In the records below, count every line containing "const". Reply with the number only.

_Excerpted records_
####
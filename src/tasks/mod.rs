// Copyright (C) 2026  Caprica Software Limited
//
// This program is free software: you can redistribute it and/or modify
// it under the terms of the GNU General Public License as published by
// the Free Software Foundation, either version 3 of the License, or
// (at your option) any later version.
//
// This program is distributed in the hope that it will be useful,
// but WITHOUT ANY WARRANTY; without even the implied warranty of
// MERCHANTABILITY or FITNESS FOR A PARTICULAR PURPOSE.  See the
// GNU General Public License for more details.
//
// You should have received a copy of the GNU General Public License
// along with this program.  If not, see <https://www.gnu.org/licenses/>.

//! Asynchronous application task processing.
//!
//! This module offloads blocking file and database I/O from the main UI
//! thread. A dedicated worker owns the storage connection and processes
//! [`AppTask`] requests one at a time, reporting results back to the
//! application via [`AppEvent`]s.
//!
//! The worker never sees the live catalog; saves receive a snapshot copy.

use std::{
    path::Path,
    sync::mpsc::{Receiver, Sender},
    thread,
};

use anyhow::Result;
use tracing::{error, info, warn};

use crate::{config::AppConfig, db::Storage, events::AppEvent, model::MovieRecord, source};

#[derive(Debug)]
pub(crate) enum AppTask {
    LoadCatalog,
    SaveCatalog(Vec<MovieRecord>),
}

/// Spawns a background thread to process application tasks.
///
/// # Arguments
///
/// * `config` - The application configuration.
/// * `task_rx` - The receiving end of the task channel.
/// * `event_tx` - The sending end of the channel for broadcasting results.
pub(crate) fn spawn_task_worker(
    config: &AppConfig,
    task_rx: Receiver<AppTask>,
    event_tx: Sender<AppEvent>,
) {
    let config = config.clone();

    thread::spawn(move || {
        let storage = match Storage::open(&config.storage_file) {
            Ok(storage) => Some(storage),
            Err(e) => {
                error!(error = %e, path = %config.storage_file, "storage unavailable, changes will not be saved");
                let _ = event_tx.send(AppEvent::Error(format!("{e:#}")));
                None
            }
        };

        while let Ok(task) = task_rx.recv() {
            let ctx = TaskContext {
                config: &config,
                event_tx: &event_tx,
                storage: storage.as_ref(),
            };

            if let Err(e) = handle_task(task, &ctx) {
                error!(error = %e, "task failed");
                let _ = event_tx.send(AppEvent::Error(format!("{e:#}")));
            }
        }
    });
}

/// Bundles shared resources required by task handlers.
struct TaskContext<'a> {
    config: &'a AppConfig,
    event_tx: &'a Sender<AppEvent>,
    storage: Option<&'a Storage>,
}

fn handle_task(task: AppTask, ctx: &TaskContext) -> Result<()> {
    match task {
        AppTask::LoadCatalog => load_catalog(ctx),
        AppTask::SaveCatalog(records) => save_catalog(ctx, records),
    }
}

/// Fetches the data file, then lets a stored snapshot replace it wholesale.
///
/// A data file failure is not fatal; the catalog simply starts empty.
fn load_catalog(ctx: &TaskContext) -> Result<()> {
    let records = initial_catalog(&ctx.config.data_file, ctx.storage);
    ctx.event_tx.send(AppEvent::CatalogLoaded(records))?;

    Ok(())
}

fn initial_catalog(data_file: &str, storage: Option<&Storage>) -> Vec<MovieRecord> {
    let mut records = match source::fetch_movies(Path::new(data_file)) {
        Ok(records) => {
            info!(count = records.len(), path = data_file, "loaded movie data");
            records
        }
        Err(e) => {
            error!(error = ?e, "failed to load movie data");
            vec![]
        }
    };

    if let Some(storage) = storage {
        match storage.load_catalog() {
            Ok(Some(stored)) => {
                info!(count = stored.len(), "stored catalog replaces movie data");
                records = stored;
            }
            Ok(None) => {}
            Err(e) => warn!(error = %e, "ignoring unreadable stored catalog"),
        }
    }

    records
}

fn save_catalog(ctx: &TaskContext, records: Vec<MovieRecord>) -> Result<()> {
    let Some(storage) = ctx.storage else {
        anyhow::bail!("Storage is unavailable, the catalog was not saved");
    };

    storage.save_catalog(&records)?;
    info!(count = records.len(), "catalog saved");
    ctx.event_tx.send(AppEvent::CatalogSaved(records.len()))?;

    Ok(())
}
// Copyright (C) 2026  Caprica Software Limited
//
// This program is free software: you can redistribute it and/or modify
// it under the terms of the GNU General Public License as published by
// the Free Software Foundation, either version 3 of the License, or
// (at your option) any later version.
//
// This program is distributed in the hope that it will be useful,
// but WITHOUT ANY WARRANTY; without even the implied warranty of
// MERCHANTABILITY or FITNESS FOR A PARTICULAR PURPOSE.  See the
// GNU General Public License for more details.
//
// You should have received a copy of the GNU General Public License
// along with this program.  If not, see <https://www.gnu.org/licenses/>.

//! Local persistence.
//!
//! This module stores the catalog snapshot in a small SQLite key-value
//! table. The whole catalog is serialized as one JSON value under a single
//! key, and every save overwrites the previous snapshot. There is no
//! merging or versioning: the last write wins.
//!
//! # Tables
//!
//! * `kv` - Arbitrary string values addressed by a unique key.

use anyhow::{Context, Result};
use rusqlite::{Connection, OptionalExtension, params};

use crate::model::MovieRecord;

/// Key holding the serialized catalog.
pub(crate) const CATALOG_KEY: &str = "movies";

pub(crate) struct Storage {
    conn: Connection,
}

impl Storage {
    /// Opens (or creates) the storage database file.
    ///
    /// This function performs the following setup:
    /// * **WAL Mode**: Enables Write-Ahead Logging.
    /// * **Performance Tuning**: Sets synchronous mode to `NORMAL`.
    /// * **Schema**: Executes [`create_schema`] to ensure the table exists.
    ///
    /// # Errors
    ///
    /// Returns an error if:
    /// * The database file cannot be opened.
    /// * The initial PRAGMA configurations fail.
    /// * The schema initialization fails.
    pub(crate) fn open(path: &str) -> Result<Self> {
        let conn = Connection::open(path)
            .with_context(|| format!("Failed to open storage database {path}"))?;

        let journal_mode: String = conn.query_row("PRAGMA journal_mode = WAL", [], |r| r.get(0))?;
        if journal_mode != "wal" {
            anyhow::bail!(
                "Failed to switch to WAL mode. Current mode: {}",
                journal_mode
            );
        }

        conn.execute_batch("PRAGMA synchronous = NORMAL;")?;

        create_schema(&conn)?;

        Ok(Self { conn })
    }

    #[cfg(test)]
    pub(crate) fn open_in_memory() -> Result<Self> {
        let conn = Connection::open_in_memory()?;
        create_schema(&conn)?;
        Ok(Self { conn })
    }

    pub(crate) fn get(&self, key: &str) -> Result<Option<String>> {
        let mut stmt = self.conn.prepare_cached("SELECT value FROM kv WHERE key = ?")?;
        let value = stmt.query_row([key], |row| row.get(0)).optional()?;

        Ok(value)
    }

    pub(crate) fn set(&self, key: &str, value: &str) -> Result<()> {
        let sql = "
            INSERT INTO kv (key, value)
            VALUES (?1, ?2)
            ON CONFLICT (key)
            DO UPDATE SET value = ?2";

        let mut stmt = self.conn.prepare_cached(sql)?;
        stmt.execute(params![key, value])?;

        Ok(())
    }

    /// Reads the saved catalog snapshot, if one has been written.
    ///
    /// # Errors
    ///
    /// Returns an error if the query fails or the stored value is not a valid
    /// list of movies.
    pub(crate) fn load_catalog(&self) -> Result<Option<Vec<MovieRecord>>> {
        let Some(json) = self.get(CATALOG_KEY)? else {
            return Ok(None);
        };

        let records = serde_json::from_str(&json).context("Stored catalog is corrupt")?;

        Ok(Some(records))
    }

    /// Overwrites the saved snapshot with the given records.
    pub(crate) fn save_catalog(&self, records: &[MovieRecord]) -> Result<()> {
        let json = serde_json::to_string(records).context("Failed to serialize catalog")?;
        self.set(CATALOG_KEY, &json)
    }
}

/// Create the database schema.
///
/// # Errors
///
/// Returns an error if the statement fails, for example due to permission
/// issues with the database file.
fn create_schema(conn: &Connection) -> Result<()> {
    conn.execute_batch(
        "CREATE TABLE IF NOT EXISTS kv (
            key TEXT PRIMARY KEY,
            value TEXT NOT NULL
        );",
    )
    .context("Failed to create schema")
}

#[cfg(test)]
mod tests {
    use super::*;

    fn records() -> Vec<MovieRecord> {
        vec![
            MovieRecord::new("Alpha", "first", 2020, "a.jpg"),
            MovieRecord::new("Beta", "second", 2021, "b.jpg"),
        ]
    }

    #[test]
    fn empty_storage_has_no_snapshot() {
        let storage = Storage::open_in_memory().unwrap();
        assert!(storage.load_catalog().unwrap().is_none());
    }

    #[test]
    fn save_then_load() {
        let storage = Storage::open_in_memory().unwrap();
        storage.save_catalog(&records()).unwrap();
        assert_eq!(storage.load_catalog().unwrap(), Some(records()));
    }

    #[test]
    fn save_overwrites_previous_snapshot() {
        let storage = Storage::open_in_memory().unwrap();
        storage.save_catalog(&records()).unwrap();

        let replacement = vec![MovieRecord::new("Gamma", "", 1999, "")];
        storage.save_catalog(&replacement).unwrap();

        assert_eq!(storage.load_catalog().unwrap(), Some(replacement));
    }

    #[test]
    fn corrupt_snapshot_is_an_error() {
        let storage = Storage::open_in_memory().unwrap();
        storage.set(CATALOG_KEY, "not json").unwrap();
        assert!(storage.load_catalog().is_err());
    }

    #[test]
    fn file_storage_survives_reopen() {
        let dir = tempfile::tempdir().unwrap();
        let path = dir.path().join("cinedex.db");
        let path = path.to_str().unwrap();

        Storage::open(path).unwrap().save_catalog(&records()).unwrap();

        let reopened = Storage::open(path).unwrap();
        assert_eq!(reopened.load_catalog().unwrap(), Some(records()));
    }
}
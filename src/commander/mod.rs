// Copyright (C) 2026  Caprica Software Limited
//
// This program is free software: you can redistribute it and/or modify
// it under the terms of the GNU General Public License as published by
// the Free Software Foundation, either version 3 of the License, or
// (at your option) any later version.
//
// This program is distributed in the hope that it will be useful,
// but WITHOUT ANY WARRANTY; without even the implied warranty of
// MERCHANTABILITY or FITNESS FOR A PARTICULAR PURPOSE.  See the
// GNU General Public License for more details.
//
// You should have received a copy of the GNU General Public License
// along with this program.  If not, see <https://www.gnu.org/licenses/>.

//! Command-line input logic and state management.
//!
//! This module implements a command-line component: `:` opens it, text is
//! collected in an input field, and Enter translates the text into an
//! application event.
//!
//! # Commands
//!
//! * `q` - quit.
//! * `go [fragment]` - navigate to a location fragment (`add` opens the form).
//! * `add` / `list` - shorthands for `go add` and `go`.
//! * `find <term...>` - set the search term.
//! * `year [year]` - set or clear the year filter.
//! * `page <n>` - jump to a page.
//! * `reload` - reload the data file and any stored snapshot.

use std::sync::mpsc::Sender;

use anyhow::Result;
use crossterm::event::{Event, KeyCode};
use tui_input::{Input, backend::crossterm::EventHandler};

use crate::{
    events::AppEvent,
    model::{YearFilter, route::ADD_FRAGMENT, toast::ToastKind},
};

pub(crate) struct Commander {
    active: bool,
    pub(crate) input: Input,
}

impl Commander {
    pub(crate) fn new() -> Self {
        Self {
            active: false,
            input: Input::default(),
        }
    }

    pub(crate) fn active(&self) -> bool {
        self.active
    }

    /// Offers a key event to the command line.
    ///
    /// Returns `true` if the event was consumed, in which case no other
    /// component should see it.
    pub(crate) fn handle_event(&mut self, event: &Event, event_tx: &Sender<AppEvent>) -> Result<bool> {
        let Event::Key(key_event) = event else {
            return Ok(false);
        };

        if !self.active {
            if key_event.code == KeyCode::Char(':') {
                self.active = true;
                return Ok(true);
            }
            return Ok(false);
        }

        match key_event.code {
            KeyCode::Esc => {
                self.input.reset();
                self.active = false;
            }

            KeyCode::Enter => {
                if let Some(event) = parse_command(self.input.value()) {
                    event_tx.send(event)?;
                }
                self.input.reset();
                self.active = false;
            }

            _ => {
                // Delegate all other key events to the managed input component.
                self.input.handle_event(event);
            }
        }

        Ok(true)
    }
}

/// Translates a command line into the event it requests.
///
/// Returns `None` for a blank line. Unknown commands and bad arguments
/// produce a toast event describing the problem.
pub(crate) fn parse_command(buffer: &str) -> Option<AppEvent> {
    let parts: Vec<&str> = buffer.split_whitespace().collect();

    let event = match parts.as_slice() {
        [] => return None,

        ["q"] => AppEvent::ExitApplication,

        ["go"] => AppEvent::Navigate(String::new()),
        ["go", fragment] => AppEvent::Navigate(fragment.to_string()),
        ["add"] => AppEvent::Navigate(ADD_FRAGMENT.to_string()),
        ["list"] => AppEvent::Navigate(String::new()),

        ["find", term @ ..] => AppEvent::SearchChanged(term.join(" ")),

        ["year"] => AppEvent::SetYearFilter(YearFilter::NoFilter),
        ["year", year] => AppEvent::SetYearFilter(YearFilter::parse(year)),

        ["page", number] => match number.parse::<usize>() {
            Ok(page) => AppEvent::GotoPage(page),
            Err(_) => invalid(format!("\"{number}\" is not a page number")),
        },

        ["reload"] => AppEvent::ReloadCatalog,

        [cmd, ..] => invalid(format!("Unknown command: {cmd}")),
    };

    Some(event)
}

fn invalid(message: String) -> AppEvent {
    AppEvent::ShowToast(ToastKind::Invalid, message)
}

#[cfg(test)]
mod tests {
    use std::sync::mpsc;

    use crossterm::event::{KeyEvent, KeyModifiers};

    use super::*;

    fn key(code: KeyCode) -> Event {
        Event::Key(KeyEvent::new(code, KeyModifiers::NONE))
    }

    #[test]
    fn navigation_commands() {
        assert!(matches!(parse_command("add"), Some(AppEvent::Navigate(f)) if f == "add"));
        assert!(matches!(parse_command("go #add"), Some(AppEvent::Navigate(f)) if f == "#add"));
        assert!(matches!(parse_command("go"), Some(AppEvent::Navigate(f)) if f.is_empty()));
        assert!(matches!(parse_command("list"), Some(AppEvent::Navigate(f)) if f.is_empty()));
    }

    #[test]
    fn filter_commands() {
        assert!(
            matches!(parse_command("find  the  matrix "), Some(AppEvent::SearchChanged(t)) if t == "the matrix")
        );
        assert!(matches!(
            parse_command("year 1999"),
            Some(AppEvent::SetYearFilter(YearFilter::Year(1999)))
        ));
        assert!(matches!(
            parse_command("year"),
            Some(AppEvent::SetYearFilter(YearFilter::NoFilter))
        ));
        assert!(matches!(
            parse_command("year soon"),
            Some(AppEvent::SetYearFilter(YearFilter::Unparseable(_)))
        ));
    }

    #[test]
    fn page_command_requires_number() {
        assert!(matches!(parse_command("page 3"), Some(AppEvent::GotoPage(3))));
        assert!(matches!(
            parse_command("page three"),
            Some(AppEvent::ShowToast(ToastKind::Invalid, _))
        ));
    }

    #[test]
    fn blank_and_unknown_commands() {
        assert!(parse_command("   ").is_none());
        assert!(matches!(
            parse_command("rewind 10"),
            Some(AppEvent::ShowToast(ToastKind::Invalid, m)) if m.contains("rewind")
        ));
    }

    #[test]
    fn colon_opens_and_enter_submits() {
        let (event_tx, event_rx) = mpsc::channel();
        let mut commander = Commander::new();

        assert!(!commander.handle_event(&key(KeyCode::Char('q')), &event_tx).unwrap());
        assert!(commander.handle_event(&key(KeyCode::Char(':')), &event_tx).unwrap());
        assert!(commander.active());

        commander.handle_event(&key(KeyCode::Char('q')), &event_tx).unwrap();
        commander.handle_event(&key(KeyCode::Enter), &event_tx).unwrap();

        assert!(!commander.active());
        assert_eq!(commander.input.value(), "");
        assert!(matches!(event_rx.try_recv(), Ok(AppEvent::ExitApplication)));
    }

    #[test]
    fn escape_abandons_command() {
        let (event_tx, event_rx) = mpsc::channel();
        let mut commander = Commander::new();

        commander.handle_event(&key(KeyCode::Char(':')), &event_tx).unwrap();
        commander.handle_event(&key(KeyCode::Char('q')), &event_tx).unwrap();
        commander.handle_event(&key(KeyCode::Esc), &event_tx).unwrap();

        assert!(!commander.active());
        assert!(event_rx.try_recv().is_err());
    }
}
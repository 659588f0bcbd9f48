// Copyright (C) 2026  Caprica Software Limited
//
// This program is free software: you can redistribute it and/or modify
// it under the terms of the GNU General Public License as published by
// the Free Software Foundation, either version 3 of the License, or
// (at your option) any later version.
//
// This program is distributed in the hope that it will be useful,
// but WITHOUT ANY WARRANTY; without even the implied warranty of
// MERCHANTABILITY or FITNESS FOR A PARTICULAR PURPOSE.  See the
// GNU General Public License for more details.
//
// You should have received a copy of the GNU General Public License
// along with this program.  If not, see <https://www.gnu.org/licenses/>.

//! Domain models and core data structures.
//!
//! This module defines the central entities of the application, the movie
//! record and the year filter, together with the pure pipeline that turns a
//! catalog into the page of cards shown on screen.
//!
//! # Sub-modules
//!
//! * [`catalog`]: The in-memory catalog and the add-movie mutation.
//! * [`filter`]: Title and year filters, and year option derivation.
//! * [`paginate`]: Fixed-size page slicing.
//! * [`view`]: Transient view state (page, search term, year).
//! * [`route`]: Fragment routing between the list and add form views.
//! * [`toast`]: Transient user notifications.

pub(crate) mod catalog;
pub(crate) mod filter;
pub(crate) mod paginate;
pub(crate) mod route;
pub(crate) mod toast;
pub(crate) mod view;

use std::fmt;

use serde::{Deserialize, Serialize};

/// A single catalog entry.
///
/// The field names match both the startup data file and the persisted
/// snapshot, so the same type is used for both.
#[derive(Debug, Clone, PartialEq, Eq, Serialize, Deserialize)]
pub(crate) struct MovieRecord {
    pub(crate) title: String,
    #[serde(default)]
    pub(crate) description: String,
    pub(crate) year: i32,
    #[serde(default)]
    pub(crate) img: String,
}

impl MovieRecord {
    pub(crate) fn new(title: &str, description: &str, year: i32, img: &str) -> Self {
        Self {
            title: title.to_string(),
            description: description.to_string(),
            year,
            img: img.to_string(),
        }
    }

    /// Heading shown on a movie card, e.g. `Alpha (2020)`.
    pub(crate) fn heading(&self) -> String {
        format!("{} ({})", self.title, self.year)
    }
}

/// Raw add-form input, prior to validation.
#[derive(Debug, Clone, Default, PartialEq, Eq)]
pub(crate) struct MovieDraft {
    pub(crate) title: String,
    pub(crate) description: String,
    pub(crate) year: String,
    pub(crate) img: String,
}

/// The year selector value.
///
/// `Unparseable` keeps year text that could not be read as an integer; it
/// matches no records.
#[derive(Debug, Clone, Default, PartialEq, Eq)]
pub(crate) enum YearFilter {
    #[default]
    NoFilter,
    Year(i32),
    Unparseable(String),
}

impl YearFilter {
    pub(crate) fn parse(text: &str) -> Self {
        let text = text.trim();
        if text.is_empty() {
            return YearFilter::NoFilter;
        }

        match text.parse::<i32>() {
            Ok(year) => YearFilter::Year(year),
            Err(_) => YearFilter::Unparseable(text.to_string()),
        }
    }

    pub(crate) fn matches(&self, year: i32) -> bool {
        match self {
            YearFilter::NoFilter => true,
            YearFilter::Year(y) => *y == year,
            YearFilter::Unparseable(_) => false,
        }
    }
}

impl fmt::Display for YearFilter {
    fn fmt(&self, f: &mut fmt::Formatter<'_>) -> fmt::Result {
        match self {
            YearFilter::NoFilter => write!(f, "All years"),
            YearFilter::Year(year) => write!(f, "{year}"),
            YearFilter::Unparseable(text) => write!(f, "{text}?"),
        }
    }
}

#[cfg(test)]
mod tests {
    use super::*;

    #[test]
    fn year_filter_parse() {
        assert_eq!(YearFilter::parse(""), YearFilter::NoFilter);
        assert_eq!(YearFilter::parse("   "), YearFilter::NoFilter);
        assert_eq!(YearFilter::parse(" 2020 "), YearFilter::Year(2020));
        assert_eq!(
            YearFilter::parse("20x0"),
            YearFilter::Unparseable("20x0".to_string())
        );
    }

    #[test]
    fn unparseable_year_matches_nothing() {
        let filter = YearFilter::parse("abc");
        assert!(!filter.matches(2020));
        assert!(!filter.matches(0));
    }

    #[test]
    fn record_uses_img_field_name() {
        let json = r#"{"title":"Alpha","year":2020,"description":"d","img":"a.jpg"}"#;
        let record: MovieRecord = serde_json::from_str(json).unwrap();
        assert_eq!(record, MovieRecord::new("Alpha", "d", 2020, "a.jpg"));
        assert_eq!(record.heading(), "Alpha (2020)");
    }
}
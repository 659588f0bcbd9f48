// Copyright (C) 2026  Caprica Software Limited
//
// This program is free software: you can redistribute it and/or modify
// it under the terms of the GNU General Public License as published by
// the Free Software Foundation, either version 3 of the License, or
// (at your option) any later version.
//
// This program is distributed in the hope that it will be useful,
// but WITHOUT ANY WARRANTY; without even the implied warranty of
// MERCHANTABILITY or FITNESS FOR A PARTICULAR PURPOSE.  See the
// GNU General Public License for more details.
//
// You should have received a copy of the GNU General Public License
// along with this program.  If not, see <https://www.gnu.org/licenses/>.

//! Fragment routing.
//!
//! The application has two views selected by a location fragment: the
//! reserved `add` fragment shows the add form, anything else shows the list.

/// Fragment that selects the add form.
pub(crate) const ADD_FRAGMENT: &str = "add";

#[derive(Debug, Clone, Copy, Default, PartialEq, Eq)]
pub(crate) enum Route {
    #[default]
    List,
    AddForm,
}

impl Route {
    /// Resolves a fragment, with or without its leading `#`.
    pub(crate) fn from_fragment(fragment: &str) -> Self {
        let fragment = fragment.trim();
        let fragment = fragment.strip_prefix('#').unwrap_or(fragment);

        if fragment == ADD_FRAGMENT {
            Route::AddForm
        } else {
            Route::List
        }
    }

    pub(crate) fn fragment(self) -> &'static str {
        match self {
            Route::List => "",
            Route::AddForm => ADD_FRAGMENT,
        }
    }
}

#[cfg(test)]
mod tests {
    use super::*;

    #[test]
    fn add_token_selects_form() {
        assert_eq!(Route::from_fragment("add"), Route::AddForm);
        assert_eq!(Route::from_fragment("#add"), Route::AddForm);
        assert_eq!(Route::from_fragment(" #add "), Route::AddForm);
    }

    #[test]
    fn anything_else_selects_list() {
        for fragment in ["", "#", "list", "#ADD", "adds", "#/add"] {
            assert_eq!(Route::from_fragment(fragment), Route::List, "{fragment}");
        }
    }

    #[test]
    fn fragment_round_trips() {
        for route in [Route::List, Route::AddForm] {
            assert_eq!(Route::from_fragment(route.fragment()), route);
        }
    }
}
####
_Solution to this exercise_
2